Getting Started with Parallel Data Warehouse

This summer Microsoft will release the SQL Server 2008 R2 Parallel Data Warehouse (PDW) edition, its first product in the Massively Parallel Processor (MPP) data warehouse space. PDW uniquely combines MPP software acquired from DATAllegro, parallel compute nodes, commodity servers, and disk storage. PDW lets you scale out enterprise data warehouse solutions into the hundreds of terabytes and even petabytes of data for the most demanding customer scenarios. In addition, because the parallel compute nodes work concurrently, it often takes only seconds to get the results of queries run against tables containing trillions of rows. For many customers, the large data sets and the fast query response times against those data sets are game-changing opportunities for competitive advantage.

The simplest way to think of PDW is a layer of integrated software that logically forms an umbrella over the parallel compute nodes.
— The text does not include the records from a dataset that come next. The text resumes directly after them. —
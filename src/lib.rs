pub mod application;
pub mod domain;
pub mod infrastructure;

pub use application::use_cases::csv_import::{CsvImportUseCase, ImportSummary};
pub use application::use_cases::dashboard::DashboardUseCase;
pub use domain::error::{AppError, Result};
pub use infrastructure::bootstrap::{bootstrap, init_logging, AppContext};
pub use infrastructure::config::AppConfig;
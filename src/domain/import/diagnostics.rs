// ============================================================
// IMPORT DIAGNOSTICS
// ============================================================
// Side list of rows dropped during classification. Dropping stays
// silent at the result level; this exists for observability only.

use serde::{Deserialize, Serialize};
use std::fmt;

#[derive(Debug, Clone, PartialEq, Eq, Serialize, Deserialize)]
pub enum SkipReason {
    /// Row had fewer than two fields after tokenization.
    TooFewFields,
    /// Column 0 matched none of the known row types.
    UnknownRowType(String),
    /// VTO row named a category outside vision/traction/objectives.
    UnknownVtoCategory(String),
}

impl fmt::Display for SkipReason {
    fn fmt(&self, f: &mut fmt::Formatter<'_>) -> fmt::Result {
        match self {
            SkipReason::TooFewFields => write!(f, "fewer than two fields"),
            SkipReason::UnknownRowType(kind) => write!(f, "unknown row type: {}", kind),
            SkipReason::UnknownVtoCategory(category) => {
                write!(f, "unknown VTO category: {}", category)
            }
        }
    }
}

#[derive(Debug, Clone, PartialEq, Eq, Serialize, Deserialize)]
pub struct SkippedRow {
    /// 1-based line number in the source file.
    pub line: u64,
    pub reason: SkipReason,
}

#[derive(Debug, Clone, Default, PartialEq, Eq, Serialize, Deserialize)]
pub struct ImportDiagnostics {
    pub skipped: Vec<SkippedRow>,
}

impl ImportDiagnostics {
    pub fn record(&mut self, line: u64, reason: SkipReason) {
        self.skipped.push(SkippedRow { line, reason });
    }

    pub fn is_clean(&self) -> bool {
        self.skipped.is_empty()
    }
}
pub mod entities;
pub mod error;

// CSV import module
pub mod import;
//! # Catalog Federation CLI (`fedq`)
//!
//! ## Usage
//!
//! ```bash
//! fedq --config ./config/fedq.toml <command>
//! ```
//!
//! ## Commands
//!
//! | Command | Description |
//! |---------|-------------|
//! | `fedq init` | Create the SQLite cache schema |
//! | `fedq sources` | List configured sources and their health |
//! | `fedq search "<query>"` | Run a federated search and cache the results |
//! | `fedq cache query` | List cached entries matching attribute filters |
//! | `fedq cache delete <attr> <value>...` | Remove cached entries |
//! | `fedq fingerprint <source-id> <id>` | Print the cache key for an item |
//!
//! ## Examples
//!
//! ```bash
//! # Search two sources with a 2 second deadline
//! fedq search "sea surface" --source local --source archive --deadline-ms 2000
//!
//! # Cached entries from one source, newest first
//! fedq cache query --attr source-id=local --limit 20
//!
//! # Evict everything tagged restricted
//! fedq cache delete tags restricted
//! ```

use clap::{Parser, Subcommand};
use std::path::PathBuf;

use catalog_federation::{cache_cmd, config, logging, migrate, search, sources};
use catalog_federation_core::models::RetrievalContext;

/// Catalog Federation CLI: federated catalog search with a result cache.
///
/// All commands accept a `--config` flag pointing to a TOML configuration
/// file.
#[derive(Parser)]
#[command(
    name = "fedq",
    about = "Federated catalog search with a policy-gated result cache",
    version
)]
struct Cli {
    /// Path to configuration file (TOML).
    #[arg(long, global = true, default_value = "./config/fedq.toml")]
    config: PathBuf,

    /// Log filter used when neither FEDQ_LOG nor RUST_LOG is set.
    #[arg(long, global = true)]
    log_level: Option<String>,

    #[command(subcommand)]
    command: Commands,
}

/// Top-level CLI commands.
#[derive(Subcommand)]
enum Commands {
    /// Initialize the cache database schema.
    ///
    /// Idempotent. Requires `cache.backend = "sqlite"`.
    Init,

    /// List configured sources and their health.
    Sources,

    /// Run a federated search.
    ///
    /// Queries every selected source concurrently, prints the merged items
    /// and a per-source status table, and caches newly merged items.
    Search {
        /// The search query. `*` matches everything in catalog-file sources.
        query: String,

        /// Restrict the search to these source ids (repeatable). Defaults to
        /// every configured source.
        #[arg(long = "source")]
        sources: Vec<String>,

        /// Override `federation.deadline_ms`.
        #[arg(long)]
        deadline_ms: Option<u64>,

        /// Retrieval option folded into the cache key.
        #[arg(long)]
        option: Option<String>,

        /// Retrieval property folded into the cache key, as `key=value`.
        #[arg(long = "prop", value_parser = parse_key_val)]
        props: Vec<(String, String)>,

        /// Print the composite result as JSON.
        #[arg(long)]
        json: bool,
    },

    /// Inspect or evict cached entries.
    Cache {
        #[command(subcommand)]
        action: CacheAction,
    },

    /// Print the cache fingerprint of an item identity and context.
    Fingerprint {
        source_id: String,
        id: String,

        #[arg(long)]
        option: Option<String>,

        /// Context property as `key=value` (repeatable).
        #[arg(long = "prop", value_parser = parse_key_val)]
        props: Vec<(String, String)>,
    },
}

/// Cache subcommands.
#[derive(Subcommand)]
enum CacheAction {
    /// List cached entries, newest first.
    Query {
        /// Attribute filter as `name=value`. Repeating a name ORs its values;
        /// different names are ANDed. `id` and `source-id` address identity.
        #[arg(long = "attr", value_parser = parse_key_val)]
        attrs: Vec<(String, String)>,

        /// Only the entry with this fingerprint.
        #[arg(long)]
        fingerprint: Option<String>,

        #[arg(long)]
        limit: Option<usize>,

        #[arg(long)]
        json: bool,
    },
    /// Remove entries carrying any of the values under the attribute.
    Delete {
        attribute: String,
        #[arg(required = true)]
        values: Vec<String>,
    },
}

/// Parse a `key=value` pair for `--attr` and `--prop` arguments.
fn parse_key_val(s: &str) -> Result<(String, String), String> {
    let pos = s
        .find('=')
        .ok_or_else(|| format!("invalid KEY=VALUE: no '=' found in '{}'", s))?;
    Ok((s[..pos].to_string(), s[pos + 1..].to_string()))
}

fn retrieval_context(option: Option<String>, props: &[(String, String)]) -> Option<RetrievalContext> {
    if option.is_none() && props.is_empty() {
        return None;
    }
    let mut context = RetrievalContext::new();
    if let Some(option) = option {
        context = context.with_option(option);
    }
    for (name, value) in props {
        context = context.with_property(name.clone(), cache_cmd::parse_value(value));
    }
    Some(context)
}

#[tokio::main]
async fn main() -> anyhow::Result<()> {
    let cli = Cli::parse();
    logging::init_tracing(cli.log_level.as_deref())?;

    // Commands that don't require config
    if let Commands::Fingerprint {
        source_id,
        id,
        option,
        props,
    } = &cli.command
    {
        return cache_cmd::cmd_fingerprint(source_id, id, option.as_deref(), props);
    }

    let cfg = config::load_config(&cli.config)?;

    match cli.command {
        Commands::Init => {
            migrate::run_migrations(&cfg).await?;
            println!("Cache database initialized successfully.");
        }
        Commands::Sources => {
            sources::list_sources(&cfg)?;
        }
        Commands::Search {
            query,
            sources,
            deadline_ms,
            option,
            props,
            json,
        } => {
            let opts = search::SearchOptions {
                sources,
                deadline_ms,
                context: retrieval_context(option, &props),
                json,
            };
            search::run_search(&cfg, &query, &opts).await?;
        }
        Commands::Cache { action } => match action {
            CacheAction::Query {
                attrs,
                fingerprint,
                limit,
                json,
            } => {
                cache_cmd::cmd_cache_query(&cfg, &attrs, fingerprint.as_deref(), limit, json)
                    .await?;
            }
            CacheAction::Delete { attribute, values } => {
                cache_cmd::cmd_cache_delete(&cfg, &attribute, &values).await?;
            }
        },
        Commands::Fingerprint { .. } => {}
    }

    Ok(())
}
Each compute node is a single physical server that runs its own instance of the SQL Server 2008 relational engine in a shared-nothing architecture. In other words, compute node 1 doesn't share CPU, memory, or storage with compute node 2.

Figure 1 shows the architecture for a PDW data rack.

Figure 1: Examining the architecture of a PDW data rack (click to enlarge)

The smallest PDW will take up two full racks of space in a data center, and you can add storage and compute capacity to PDW one data rack at a time. A data rack contains 8 to 10 compute servers from vendors such as Bull, Dell, HP, and IBM, and Fibre Channel storage arrays from vendors such as EMC, HP, and IBM. The sale of PDW includes preconfigured and pretested software and hardware that's tightly configured to achieve balanced throughput and I/O for very large databases. Microsoft and these hardware vendors provide full planning, implementation, and configuration support for PDW.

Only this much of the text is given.